=== Section Start ===
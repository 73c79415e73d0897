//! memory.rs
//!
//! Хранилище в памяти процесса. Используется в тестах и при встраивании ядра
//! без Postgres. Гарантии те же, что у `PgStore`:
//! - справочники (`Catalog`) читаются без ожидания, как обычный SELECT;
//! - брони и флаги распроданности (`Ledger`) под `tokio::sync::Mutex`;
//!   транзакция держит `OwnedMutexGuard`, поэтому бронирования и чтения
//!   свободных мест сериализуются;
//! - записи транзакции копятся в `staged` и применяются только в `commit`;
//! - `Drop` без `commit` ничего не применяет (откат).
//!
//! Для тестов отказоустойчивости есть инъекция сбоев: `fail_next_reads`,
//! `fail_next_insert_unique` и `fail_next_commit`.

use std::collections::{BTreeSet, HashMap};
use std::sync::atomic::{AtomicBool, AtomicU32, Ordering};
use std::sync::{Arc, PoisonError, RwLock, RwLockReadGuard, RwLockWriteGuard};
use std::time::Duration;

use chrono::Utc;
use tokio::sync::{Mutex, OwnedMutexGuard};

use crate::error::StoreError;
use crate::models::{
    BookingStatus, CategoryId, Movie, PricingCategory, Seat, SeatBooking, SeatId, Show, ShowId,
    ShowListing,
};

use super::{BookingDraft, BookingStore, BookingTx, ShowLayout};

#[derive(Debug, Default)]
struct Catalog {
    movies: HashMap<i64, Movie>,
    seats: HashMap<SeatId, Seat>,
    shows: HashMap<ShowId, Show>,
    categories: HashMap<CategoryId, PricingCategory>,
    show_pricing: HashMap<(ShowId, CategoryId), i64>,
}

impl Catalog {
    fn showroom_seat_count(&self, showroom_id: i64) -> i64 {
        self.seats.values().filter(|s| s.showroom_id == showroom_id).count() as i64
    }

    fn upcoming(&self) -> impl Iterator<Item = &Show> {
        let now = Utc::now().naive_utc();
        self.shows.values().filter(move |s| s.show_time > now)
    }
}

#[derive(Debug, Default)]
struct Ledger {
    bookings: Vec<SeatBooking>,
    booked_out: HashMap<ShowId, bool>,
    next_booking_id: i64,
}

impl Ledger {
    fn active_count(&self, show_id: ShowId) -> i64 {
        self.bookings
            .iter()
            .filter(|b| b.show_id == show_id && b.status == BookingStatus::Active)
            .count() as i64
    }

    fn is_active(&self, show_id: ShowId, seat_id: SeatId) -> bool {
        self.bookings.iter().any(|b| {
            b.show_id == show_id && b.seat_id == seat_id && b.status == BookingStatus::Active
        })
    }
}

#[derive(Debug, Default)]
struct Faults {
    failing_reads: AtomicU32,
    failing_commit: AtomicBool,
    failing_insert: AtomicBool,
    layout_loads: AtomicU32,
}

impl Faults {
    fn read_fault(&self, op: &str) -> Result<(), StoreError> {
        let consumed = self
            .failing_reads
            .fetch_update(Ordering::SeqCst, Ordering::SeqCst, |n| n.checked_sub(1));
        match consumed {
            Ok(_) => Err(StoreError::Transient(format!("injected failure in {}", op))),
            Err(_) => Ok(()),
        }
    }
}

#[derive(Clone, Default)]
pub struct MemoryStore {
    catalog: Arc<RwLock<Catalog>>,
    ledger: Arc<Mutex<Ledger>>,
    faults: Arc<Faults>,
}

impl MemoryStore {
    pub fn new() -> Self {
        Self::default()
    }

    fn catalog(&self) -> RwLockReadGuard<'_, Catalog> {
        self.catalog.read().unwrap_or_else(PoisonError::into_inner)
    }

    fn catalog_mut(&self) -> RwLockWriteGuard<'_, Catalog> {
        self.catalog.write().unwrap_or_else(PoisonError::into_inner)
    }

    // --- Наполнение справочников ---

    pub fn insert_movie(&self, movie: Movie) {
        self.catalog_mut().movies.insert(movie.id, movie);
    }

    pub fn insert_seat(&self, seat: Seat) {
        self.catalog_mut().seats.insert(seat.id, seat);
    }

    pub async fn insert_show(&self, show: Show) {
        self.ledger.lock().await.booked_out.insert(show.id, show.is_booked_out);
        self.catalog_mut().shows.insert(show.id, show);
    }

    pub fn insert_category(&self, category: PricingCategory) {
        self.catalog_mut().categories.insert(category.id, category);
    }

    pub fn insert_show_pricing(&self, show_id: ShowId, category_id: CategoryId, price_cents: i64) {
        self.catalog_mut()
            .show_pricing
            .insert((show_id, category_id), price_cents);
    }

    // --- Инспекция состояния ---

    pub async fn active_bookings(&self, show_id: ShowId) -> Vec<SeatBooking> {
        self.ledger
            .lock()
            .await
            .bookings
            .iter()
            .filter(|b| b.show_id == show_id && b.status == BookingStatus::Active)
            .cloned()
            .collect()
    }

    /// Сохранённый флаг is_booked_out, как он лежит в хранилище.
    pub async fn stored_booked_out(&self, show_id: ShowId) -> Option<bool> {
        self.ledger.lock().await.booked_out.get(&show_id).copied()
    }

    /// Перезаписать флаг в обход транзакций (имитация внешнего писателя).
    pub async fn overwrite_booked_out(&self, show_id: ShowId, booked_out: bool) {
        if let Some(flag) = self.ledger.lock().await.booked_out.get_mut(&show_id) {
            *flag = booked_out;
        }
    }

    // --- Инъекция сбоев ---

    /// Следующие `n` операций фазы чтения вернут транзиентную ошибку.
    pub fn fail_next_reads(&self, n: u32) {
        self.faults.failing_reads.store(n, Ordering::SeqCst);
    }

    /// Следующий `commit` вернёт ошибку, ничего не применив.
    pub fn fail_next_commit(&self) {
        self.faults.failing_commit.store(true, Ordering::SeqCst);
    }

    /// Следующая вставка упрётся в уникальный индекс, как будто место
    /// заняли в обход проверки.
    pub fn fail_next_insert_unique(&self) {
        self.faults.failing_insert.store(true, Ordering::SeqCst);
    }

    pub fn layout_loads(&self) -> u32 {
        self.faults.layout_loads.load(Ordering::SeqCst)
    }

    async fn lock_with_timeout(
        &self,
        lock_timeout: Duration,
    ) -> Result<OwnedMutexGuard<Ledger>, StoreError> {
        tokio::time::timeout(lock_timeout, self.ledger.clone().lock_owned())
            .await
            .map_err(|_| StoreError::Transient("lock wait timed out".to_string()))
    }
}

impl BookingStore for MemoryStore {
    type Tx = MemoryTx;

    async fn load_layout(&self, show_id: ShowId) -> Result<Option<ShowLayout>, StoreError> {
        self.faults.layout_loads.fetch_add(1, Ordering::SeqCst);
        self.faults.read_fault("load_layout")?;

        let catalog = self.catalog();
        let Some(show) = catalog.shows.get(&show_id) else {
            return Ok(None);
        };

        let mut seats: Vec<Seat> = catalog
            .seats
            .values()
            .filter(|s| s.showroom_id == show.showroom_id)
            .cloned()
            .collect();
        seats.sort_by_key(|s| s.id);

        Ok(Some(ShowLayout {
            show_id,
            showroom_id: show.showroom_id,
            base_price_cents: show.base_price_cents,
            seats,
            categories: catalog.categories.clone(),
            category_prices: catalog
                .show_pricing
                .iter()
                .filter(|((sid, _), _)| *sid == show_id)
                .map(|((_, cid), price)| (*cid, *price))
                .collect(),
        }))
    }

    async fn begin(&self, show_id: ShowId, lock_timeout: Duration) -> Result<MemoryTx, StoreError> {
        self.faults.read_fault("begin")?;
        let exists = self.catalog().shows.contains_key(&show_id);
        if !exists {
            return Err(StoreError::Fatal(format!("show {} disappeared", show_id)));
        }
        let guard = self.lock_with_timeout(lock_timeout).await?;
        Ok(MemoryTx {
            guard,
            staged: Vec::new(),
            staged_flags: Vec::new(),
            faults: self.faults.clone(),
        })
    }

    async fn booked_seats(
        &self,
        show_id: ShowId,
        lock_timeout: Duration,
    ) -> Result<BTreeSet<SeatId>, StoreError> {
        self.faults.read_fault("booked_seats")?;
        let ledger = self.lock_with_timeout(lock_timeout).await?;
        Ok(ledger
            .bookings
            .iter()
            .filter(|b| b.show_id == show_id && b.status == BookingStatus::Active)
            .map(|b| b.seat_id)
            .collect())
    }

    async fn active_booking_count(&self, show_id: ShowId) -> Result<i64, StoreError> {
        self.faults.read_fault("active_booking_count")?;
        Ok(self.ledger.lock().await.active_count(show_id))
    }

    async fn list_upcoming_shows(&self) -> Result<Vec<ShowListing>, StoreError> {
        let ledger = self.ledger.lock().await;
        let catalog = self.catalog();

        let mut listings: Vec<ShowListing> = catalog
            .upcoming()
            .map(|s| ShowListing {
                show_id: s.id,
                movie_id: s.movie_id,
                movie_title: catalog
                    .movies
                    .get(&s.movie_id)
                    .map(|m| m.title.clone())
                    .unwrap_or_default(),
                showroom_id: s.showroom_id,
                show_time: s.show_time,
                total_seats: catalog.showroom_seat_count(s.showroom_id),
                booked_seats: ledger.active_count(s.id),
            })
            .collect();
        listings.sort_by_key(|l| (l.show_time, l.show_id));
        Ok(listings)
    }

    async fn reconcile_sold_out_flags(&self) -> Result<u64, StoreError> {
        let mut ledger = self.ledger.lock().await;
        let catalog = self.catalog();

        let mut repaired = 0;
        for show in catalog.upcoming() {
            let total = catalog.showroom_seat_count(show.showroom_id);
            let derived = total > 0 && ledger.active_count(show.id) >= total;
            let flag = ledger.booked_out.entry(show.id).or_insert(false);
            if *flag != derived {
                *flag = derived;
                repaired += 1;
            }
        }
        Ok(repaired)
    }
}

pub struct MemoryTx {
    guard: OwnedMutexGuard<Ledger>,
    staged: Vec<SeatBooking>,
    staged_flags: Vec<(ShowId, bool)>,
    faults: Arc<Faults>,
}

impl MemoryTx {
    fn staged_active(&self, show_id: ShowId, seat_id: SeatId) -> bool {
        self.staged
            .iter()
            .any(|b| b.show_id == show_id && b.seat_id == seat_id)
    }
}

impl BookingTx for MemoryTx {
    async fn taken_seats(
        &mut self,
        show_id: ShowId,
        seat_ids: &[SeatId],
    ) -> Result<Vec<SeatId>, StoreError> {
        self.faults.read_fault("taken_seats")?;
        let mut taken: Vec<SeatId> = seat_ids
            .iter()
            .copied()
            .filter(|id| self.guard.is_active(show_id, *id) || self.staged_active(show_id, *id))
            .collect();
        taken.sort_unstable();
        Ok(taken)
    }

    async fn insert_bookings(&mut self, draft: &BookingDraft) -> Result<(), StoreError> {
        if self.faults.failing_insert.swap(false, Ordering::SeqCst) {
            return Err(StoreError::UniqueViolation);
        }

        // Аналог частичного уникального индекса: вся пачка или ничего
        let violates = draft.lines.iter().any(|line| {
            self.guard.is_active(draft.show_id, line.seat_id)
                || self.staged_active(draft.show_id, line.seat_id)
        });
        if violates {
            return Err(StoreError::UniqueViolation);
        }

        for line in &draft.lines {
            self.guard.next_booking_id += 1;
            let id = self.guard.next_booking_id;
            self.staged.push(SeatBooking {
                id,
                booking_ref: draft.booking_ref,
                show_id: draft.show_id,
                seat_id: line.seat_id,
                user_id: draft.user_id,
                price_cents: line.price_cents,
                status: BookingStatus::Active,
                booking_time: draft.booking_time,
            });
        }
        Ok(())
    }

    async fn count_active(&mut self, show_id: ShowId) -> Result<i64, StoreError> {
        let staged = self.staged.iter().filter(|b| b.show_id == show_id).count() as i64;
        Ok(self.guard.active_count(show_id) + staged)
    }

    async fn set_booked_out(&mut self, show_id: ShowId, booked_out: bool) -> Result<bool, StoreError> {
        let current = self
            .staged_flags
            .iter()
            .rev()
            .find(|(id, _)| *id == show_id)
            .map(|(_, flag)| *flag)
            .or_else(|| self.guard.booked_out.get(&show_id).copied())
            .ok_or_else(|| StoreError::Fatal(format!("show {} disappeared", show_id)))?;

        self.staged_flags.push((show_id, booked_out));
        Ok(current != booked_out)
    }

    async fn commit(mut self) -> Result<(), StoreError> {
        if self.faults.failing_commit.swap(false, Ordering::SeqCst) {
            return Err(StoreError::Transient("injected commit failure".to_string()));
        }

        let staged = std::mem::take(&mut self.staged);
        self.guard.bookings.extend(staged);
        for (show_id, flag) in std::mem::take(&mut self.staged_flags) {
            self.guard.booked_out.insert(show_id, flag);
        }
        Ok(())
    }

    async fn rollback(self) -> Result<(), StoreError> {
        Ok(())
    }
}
=== Section End ===
_INSTRUCTIONS TO FOLLOW_.
Copy out each line in the preceding records that contains "disappeared".

_ANSWER SPACE_.
            return Err(StoreError::Fatal(format!("show {} disappeared", show_id)));
            .ok_or_else(|| StoreError::Fatal(format!("show {} disappeared", show_id)))?;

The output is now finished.